INPUT FOR THIS TASK
================

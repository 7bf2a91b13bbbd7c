//! Command line input parsing.

use anyhow::{bail, Context, Result};
use routebot_core::{parse_route_list, GeoPoint, RouteRecord};
use std::path::Path;

/// Parse `lon,lat` or `lon,lat,height`.
pub fn parse_point(raw: &str) -> Result<GeoPoint> {
    let parts: Vec<&str> = raw.split(',').map(str::trim).collect();
    if parts.len() != 2 && parts.len() != 3 {
        bail!("expected lon,lat[,height], got '{}'", raw);
    }
    let mut values = Vec::with_capacity(parts.len());
    for part in &parts {
        let value: f64 = part
            .parse()
            .with_context(|| format!("invalid number '{}' in '{}'", part, raw))?;
        if !value.is_finite() {
            bail!("non-finite coordinate in '{}'", raw);
        }
        values.push(value);
    }
    let (lon, lat) = (values[0], values[1]);
    if !(-180.0..=180.0).contains(&lon) || !(-90.0..=90.0).contains(&lat) {
        bail!("coordinate out of range: '{}'", raw);
    }
    Ok(GeoPoint::new(lon, lat, values.get(2).copied().unwrap_or(0.0)))
}

/// Read a routes JSON file (bare array or `{ "routes": [...] }`).
pub fn load_routes(path: impl AsRef<Path>) -> Result<Vec<RouteRecord>> {
    let path = path.as_ref();
    let raw = std::fs::read_to_string(path)
        .with_context(|| format!("reading {}", path.display()))?;
    parse_route_list(&raw).with_context(|| format!("parsing {}", path.display()))
}
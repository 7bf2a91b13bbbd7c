//! Plan a path offline and optionally simulate the follower along it.
//!
//! Terrain is flat at `--ground`; no height service is contacted.

use clap::Parser;
use routebot_cli::{load_routes, parse_point};
use routebot_core::{
    FlatTerrain, GeoPoint, PathFollower, PlannerConfig, RoutePlanner, DEFAULT_FOLLOWER_SPEED_MPS,
};
use serde_json::json;
use std::time::{Duration, Instant};
use tokio::time;
use tracing_subscriber::EnvFilter;

/// Plan between two points over a routes file
#[derive(Parser, Debug)]
#[command(author, version, about)]
struct Args {
    /// Routes JSON file (array or {"routes": [...]})
    #[arg(long)]
    routes: Option<String>,

    /// Start point as lon,lat[,height]
    #[arg(long, value_parser = parse_point_arg)]
    start: GeoPoint,

    /// End point as lon,lat[,height]
    #[arg(long, value_parser = parse_point_arg)]
    end: GeoPoint,

    /// Ground height for the direct-line fallback, in meters
    #[arg(long, default_value_t = 0.0)]
    ground: f64,

    /// Graph nodes each query point is spliced to
    #[arg(long, default_value_t = 3)]
    neighbors: usize,

    /// Segments of the direct-line fallback
    #[arg(long, default_value_t = 48)]
    samples: usize,

    /// Simulate the follower and print its positions
    #[arg(long)]
    follow: bool,

    /// Follower speed in m/s
    #[arg(long, default_value_t = DEFAULT_FOLLOWER_SPEED_MPS)]
    speed: f64,

    /// Follower update rate in Hz
    #[arg(long, default_value_t = 2.0)]
    rate: f64,

    /// Pace the simulation in wall-clock time
    #[arg(long)]
    realtime: bool,
}

fn parse_point_arg(raw: &str) -> Result<GeoPoint, String> {
    parse_point(raw).map_err(|err| err.to_string())
}

/// Simulation step for an update rate in Hz.
fn tick_step(rate: f64) -> anyhow::Result<Duration> {
    if !(rate.is_finite() && rate > 0.0) {
        anyhow::bail!("--rate must be positive");
    }
    Duration::try_from_secs_f64(1.0 / rate)
        .map_err(|_| anyhow::anyhow!("--rate {} is too small", rate))
}

#[tokio::main]
async fn main() -> anyhow::Result<()> {
    tracing_subscriber::fmt()
        .with_env_filter(
            EnvFilter::try_from_default_env().unwrap_or_else(|_| EnvFilter::new("info")),
        )
        .with_writer(std::io::stderr)
        .init();

    let args = Args::parse();
    let step = tick_step(args.rate)?;

    let routes = match args.routes.as_deref() {
        Some(path) => load_routes(path)?,
        None => Vec::new(),
    };
    let planner = RoutePlanner::new(
        routes,
        PlannerConfig {
            nearest_neighbors: args.neighbors,
            terrain_samples: args.samples,
        },
    );
    let graph = planner.snapshot();
    tracing::info!(
        "Route graph: {} routes, {} nodes",
        graph.route_count(),
        graph.node_count()
    );

    let terrain = FlatTerrain {
        height_m: args.ground,
    };
    let planned = planner.plan(&terrain, &args.start, &args.end).await?;

    println!(
        "{}",
        serde_json::to_string_pretty(&json!({
            "mode": planned.mode(),
            "length_m": planned.path.length_m(),
            "node_ids": planned.node_ids,
            "positions": planned.path.positions(),
        }))?
    );

    if !args.follow {
        return Ok(());
    }

    let mut follower = PathFollower::new();
    let started = Instant::now();
    if !follower.start(planned.path.into_positions(), args.speed, started) {
        anyhow::bail!("nothing to follow (check --speed)");
    }
    if let Some(state) = follower.state() {
        tracing::info!(
            "Following {:.1} m at {} m/s ({:.1} s)",
            state.total_length(),
            args.speed,
            state.duration().as_secs_f64()
        );
    }

    let mut elapsed = Duration::ZERO;
    let mut interval = time::interval(step);
    loop {
        if args.realtime {
            interval.tick().await;
            elapsed = started.elapsed();
        }
        let Some(tick) = follower.tick(started + elapsed) else {
            break;
        };
        println!(
            "{:>6.2}s {:>5.1}% x={:.2} y={:.2} z={:.2}",
            elapsed.as_secs_f64(),
            tick.fraction * 100.0,
            tick.position.x,
            tick.position.y,
            tick.position.z
        );
        if tick.completed {
            break;
        }
        elapsed += step;
    }

    Ok(())
}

================

WHAT NEEDS TO BE DONE
Up to and including the line with "let value: f64 = part", write out the records above exactly, starting from their first line.

EXERCISE OUTPUT
repository 7bf2a91b13bbbd7c
//! Command line input parsing.

use anyhow::{bail, Context, Result};
use routebot_core::{parse_route_list, GeoPoint, RouteRecord};
use std::path::Path;

/// Parse `lon,lat` or `lon,lat,height`.
pub fn parse_point(raw: &str) -> Result<GeoPoint> {
    let parts: Vec<&str> = raw.split(',').map(str::trim).collect();
    if parts.len() != 2 && parts.len() != 3 {
        bail!("expected lon,lat[,height], got '{}'", raw);
    }
    let mut values = Vec::with_capacity(parts.len());
    for part in &parts {
        let value: f64 = part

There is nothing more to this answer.